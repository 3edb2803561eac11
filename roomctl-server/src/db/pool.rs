//! Database connection pool management
//!
//! The pool is built once by the entry point and passed by reference to
//! repositories and runners. One-shot commands call [`close_pool`] when done.

use sqlx::postgres::{PgConnectOptions, PgPoolOptions};
use sqlx::PgPool;

use roomctl_core::DbConfig;

/// Connection options for the configured target database.
///
/// `DATABASE_URL` wins; otherwise the discrete host/port/user fields are used.
pub fn connect_options(config: &DbConfig) -> Result<PgConnectOptions, sqlx::Error> {
    match &config.url {
        Some(url) => url.parse(),
        None => Ok(PgConnectOptions::new()
            .host(&config.host)
            .port(config.port)
            .database(&config.name)
            .username(&config.user)
            .password(&config.password)),
    }
}

/// Create a PostgreSQL connection pool.
///
/// Pool bounds come from `DB_POOL_MIN` / `DB_POOL_MAX`; idle connections are
/// reaped after 30 seconds and acquiring a connection gives up after 2.
///
/// # Errors
///
/// Returns an error if the options are invalid or the first connection fails.
///
/// # Example
///
/// ```ignore
/// let config = AppConfig::from_env()?;
/// let pool = create_pool(&config.db).await?;
/// ```
pub async fn create_pool(config: &DbConfig) -> Result<PgPool, sqlx::Error> {
    let options = connect_options(config)?;
    tracing::debug!(
        min = config.pool_min,
        max = config.pool_max,
        "creating database pool"
    );

    PgPoolOptions::new()
        .min_connections(config.pool_min)
        .max_connections(config.pool_max)
        .idle_timeout(config.idle_timeout)
        .acquire_timeout(config.connect_timeout)
        .connect_with(options)
        .await
}

/// Drain and close the pool.
pub async fn close_pool(pool: PgPool) {
    pool.close().await;
    tracing::debug!("database pool closed");
}

/// Connectivity check (`SELECT NOW()`).
pub async fn ping(pool: &PgPool) -> Result<(), sqlx::Error> {
    sqlx::query("SELECT NOW()").execute(pool).await?;
    Ok(())
}

#[cfg(test)]
mod tests {
    use super::*;

    #[test]
    fn discrete_fields_become_connect_options() {
        let config = DbConfig {
            host: "db.internal".into(),
            port: 6543,
            name: "rooms".into(),
            ..DbConfig::default()
        };
        let options = connect_options(&config).unwrap();
        assert_eq!(options.get_host(), "db.internal");
        assert_eq!(options.get_port(), 6543);
        assert_eq!(options.get_database(), Some("rooms"));
    }

    #[test]
    fn database_url_is_parsed() {
        let config = DbConfig {
            url: Some("postgres://app:pw@remote:5433/bookings".into()),
            ..DbConfig::default()
        };
        let options = connect_options(&config).unwrap();
        assert_eq!(options.get_host(), "remote");
        assert_eq!(options.get_port(), 5433);
        assert_eq!(options.get_username(), "app");
    }

    // Integration tests require a real database
    // Run with: DATABASE_URL=postgres://... cargo test -p roomctl-server -- --ignored

    #[tokio::test]
    #[ignore = "requires database"]
    async fn pool_acquires_connection() {
        let url = std::env::var("DATABASE_URL").expect("DATABASE_URL required");
        let config = DbConfig {
            url: Some(url),
            ..DbConfig::default()
        };
        let pool = create_pool(&config).await.expect("pool creation failed");

        ping(&pool).await.expect("ping failed");
        close_pool(pool).await;
    }
}
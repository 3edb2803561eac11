mod commands;
mod tracing_setup;

use anyhow::{Context, Result};
use clap::{Parser, Subcommand, ValueEnum};

use roomctl_core::{config::load_dotenv, AppConfig};

use commands::db::DbArgs;
use commands::serve::ServeArgs;
use tracing_setup::TracingConfig;

#[derive(Parser, Debug)]
#[command(
    name = "roomctl",
    author,
    version,
    about = "Conference room booking backend: HTTP API and database scripts",
    long_about = "Run the conference room booking API and manage its PostgreSQL database: \
                  create, drop, back up, restore, migrate and seed."
)]
struct Cli {
    /// Enable debug logging
    #[arg(long, global = true)]
    debug: bool,

    #[command(subcommand)]
    command: Commands,
}

#[derive(Subcommand, Debug)]
enum Commands {
    /// Start the HTTP API server
    Serve(ServeArgs),
    /// Database administration, migrations and seeds
    Db(DbArgs),
    /// Generate shell completions
    Completions(CompletionsArgs),
}

#[derive(Parser, Debug)]
struct CompletionsArgs {
    /// Shell to generate completions for
    #[arg(value_enum)]
    shell: Shell,
}

#[derive(ValueEnum, Debug, Clone, Copy)]
#[allow(clippy::enum_variant_names)] // PowerShell is a proper noun, not a suffix
enum Shell {
    Bash,
    Zsh,
    Fish,
    PowerShell,
    Elvish,
}

#[tokio::main]
async fn main() -> Result<()> {
    let cli = Cli::parse();
    tracing_setup::init_tracing(&TracingConfig { debug: cli.debug }).ok();
    // After the subscriber so the load is logged; RUST_LOG is read from the
    // process environment only
    load_dotenv();

    match cli.command {
        Commands::Completions(args) => run_completions(args),
        Commands::Serve(args) => {
            let config = load_config()?;
            commands::run_serve(args, &config).await
        }
        Commands::Db(args) => {
            let config = load_config()?;
            commands::run_db(args, &config).await
        }
    }
}

fn load_config() -> Result<AppConfig> {
    AppConfig::from_env().context("Invalid configuration")
}

fn run_completions(args: CompletionsArgs) -> Result<()> {
    use clap::CommandFactory;
    use clap_complete::{generate, Shell as CompletionShell};
    use std::io;

    let mut cmd = Cli::command();
    let bin_name = cmd.get_name().to_string();

    let shell = match args.shell {
        Shell::Bash => CompletionShell::Bash,
        Shell::Zsh => CompletionShell::Zsh,
        Shell::Fish => CompletionShell::Fish,
        Shell::PowerShell => CompletionShell::PowerShell,
        Shell::Elvish => CompletionShell::Elvish,
    };

    generate(shell, &mut cmd, bin_name, &mut io::stdout());

    Ok(())
}
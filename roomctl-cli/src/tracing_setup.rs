//! Tracing setup for the roomctl CLI
//!
//! Usage:
//!   roomctl --debug ...               # Debug logging to console
//!   RUST_LOG=roomctl_server=debug ... # Fine-grained log control
//!
//! Environment variables:
//!   RUST_LOG                          # Log filter (default: info)

use anyhow::{anyhow, Result};
use tracing_subscriber::EnvFilter;

/// Tracing configuration options
#[derive(Debug, Clone, Default)]
pub struct TracingConfig {
    /// Enable debug logging (sets RUST_LOG=debug if not already set)
    pub debug: bool,
}

/// Initialize console tracing on stderr.
pub fn init_tracing(config: &TracingConfig) -> Result<()> {
    let filter = if config.debug {
        // Debug mode: set debug level unless RUST_LOG is explicitly set
        EnvFilter::try_from_default_env().unwrap_or_else(|_| EnvFilter::new("debug"))
    } else {
        EnvFilter::try_from_default_env().unwrap_or_else(|_| EnvFilter::new("info"))
    };

    tracing_subscriber::fmt()
        .with_env_filter(filter)
        .with_target(config.debug) // Show targets in debug mode
        .with_writer(std::io::stderr)
        .compact()
        .try_init()
        .map_err(|err| anyhow!(err))
}
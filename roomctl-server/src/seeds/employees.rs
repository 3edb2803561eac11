use async_trait::async_trait;
use sqlx::PgConnection;

use super::{is_empty, reset_sequence, Seed, SeedOutcome};

/// Employee profile for the regular user
pub struct EmployeesSeed;

#[async_trait]
impl Seed for EmployeesSeed {
    fn name(&self) -> &'static str {
        "employees"
    }

    async fn run(&self, conn: &mut PgConnection) -> Result<SeedOutcome, sqlx::Error> {
        if !is_empty(conn, "employees").await? {
            return Ok(SeedOutcome::Skipped);
        }

        let result = sqlx::query(
            r#"
            INSERT INTO employees (id, user_id, name, last_name, email, phone, address, position, created_at, updated_at)
            VALUES
                (1, 2, 'John', 'Doe', 'user@example.com', '555-0123', '123 Main St', 'Developer', NOW(), NOW())
            ON CONFLICT (id) DO NOTHING
            "#,
        )
        .execute(&mut *conn)
        .await?;

        reset_sequence(conn, "employees").await?;
        Ok(SeedOutcome::Inserted(result.rows_affected()))
    }
}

Problem statement: Which lines in the records above contain the string "HTTP"? Copy each one.

Written response:
    about = "Conference room booking backend: HTTP API and database scripts",
    /// Start the HTTP API server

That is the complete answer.